Onfray utiliza argumentos escasamente originales. No hay otra vida, el alma no es inmortal, es absurdo difamar el cuerpo, los dioses surgen de una patología colectiva, religión y política se conciertan para oprimir al hombre. La religión está asociada a la pulsión de muerte, al desprecio hacia la mujer y al temor a la diferencia. Incapaz de convivir con el otro, se ha aliado con el poder temporal para consumar su exterminio. No sin cierto ingenio, Onfray recurre al insulto para acusar a las religiones monoteístas de orquestar una ofensiva mundial contra los prepucios. El elogio de la castidad nace del odio a la condición femenina: «Las mujeres son demasiado. Demasiado deseo, demasiado placer, demasiado exceso, demasiadas pasiones, demasiado desenfreno, demasiado sexo, demasiado delirio» (Tratado de ateología). Las cartas paulinas son despachadas como «la neurosis de un aborto». La pluralidad de interpretaciones sólo acredita el oportunismo de un enfermo con suficiente ambición política para sembrar de contradicciones sus epístolas. Hay que anticiparse a los tiempos y adaptarse a lo que venga. Esa perversidad se prolonga hasta nuestros días. El cristianismo inventó el etnocidio. Católicos y protestantes confraternizaron con Hitler. El judaísmo y el islam no son menos deplorables. Las tres religiones constituyen la mayor amenaza contra la democracia y la paz mundial.
 

Las sabidurías de la Antigüedad. Contrahistoria de la filosofía I (2006) es un libro que extiende el trabajo de demolición a la historia de la filosofía, que ha marginado sistemáticamente a las escuelas refractarias al dualismo ontológico surgido de la tradición órfico-pitagórica. Una línea de pensamiento que adquiere su primera madurez con Platón y que más tarde florecerá en la escolástica, salpicando a toda la filosofía posterior hasta el Siglo de las Luces, no sin ciertas excepciones, como Spinoza y algún materialista despistado o contumaz. El mérito más importante de Onfray es su afán en recuperar a Demócrito y Epicuro, pero su investigación no exhuma ninguna novedad, salvo ciertos golpes de humor, como recordar el énfasis de Demócrito en la esterilidad (mejor no procrear porque es imposible educar) y el onanismo (el amor sólo es una imbecilidad transitoria). Onfray, que no disimula su admiración por Nietzsche, repite la pirueta conceptual del eterno retorno: hay que vivir el instante como si pudiera acontecer una y otra vez, pero con la sabiduría del que sólo cree en la finitud. La alegría no puede proceder del pasado ni del futuro, dimensiones del tiempo que sólo existen en la memoria o en la anticipación. Esa apuesta no incluye al otro, pues el yo sufre intolerables perturbaciones al relacionarse con los demás. El objetivo del filósofo es «el cuidado de uno mismo», sin prodigar el sufrimiento ajeno. Este hedonismo no implica desenfreno, pues el placer nos convierte en esclavos cuando no moderamos sus exigencias.

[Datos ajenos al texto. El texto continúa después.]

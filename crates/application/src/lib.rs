//! Application layer - Use cases and orchestration
//!
//! Contains the route-building services and the port definitions they
//! depend on. Infrastructure adapters implement the ports.

pub mod error;
pub mod ports;
pub mod services;

pub use error::ApplicationError;
pub use ports::*;
pub use services::*;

Ahí está el caso de Diógenes. Su talento para la provocación («Perro regio, onanista y pedorrero») no es digno de imitación, pues desconoce el límite y el término medio. Además, su desprecio por lo material no reconoce el legítimo placer de tener. La estela de Bataille aparece en Onfray cuando recupera el elogio de Medea entonado por la escuela del perro. Medea no es una mujer letal, sino una maga con el poder necesario para hacer a los hombres fuertes y vigorosos, familiarizándoles con lo terrible. De nuevo, sopla el aliento de Nietzsche, especulando sobre los fundamentos de la moral judeocristiana. Más perspicaz resulta el análisis de Epicuro, donde la filosofía se convierte en terapia del cuerpo y el alma. El papel de la filosofía como medicina curativa no excluye el suicidio, la opción más oportuna ante el infortunio o el dolor irremediable. La filosofía no vale nada si no se transforma en estilo de vida. Esa circunstancia no afecta a lo comunitario, pues el hedonista anhela vivir oculto, no comprometerse. Sólo hay que cultivar la amistad, una emoción razonable, que contribuye a facilitar nuestro tránsito por el mundo. Lucrecio es la expresión más lúcida del hedonismo. La guerra y la muerte son la verdadera teleología de la historia humana, una finalidad sin fin, pero que no se corresponde con el juicio estético kantiano, sino con el compás de una sinfonía terrorífica. Hay una claridad brutal en el ateísmo, que hace retroceder a la teología: «Cuando el filósofo trabaja, el sacerdote retrocede». El hedonismo trágico de Lucrecio invita al hombre a ser como una ciudadela inexpugnable, sin olvidar que su libertad consiste en «querer lo que se da», sin codiciar lo irrealizable.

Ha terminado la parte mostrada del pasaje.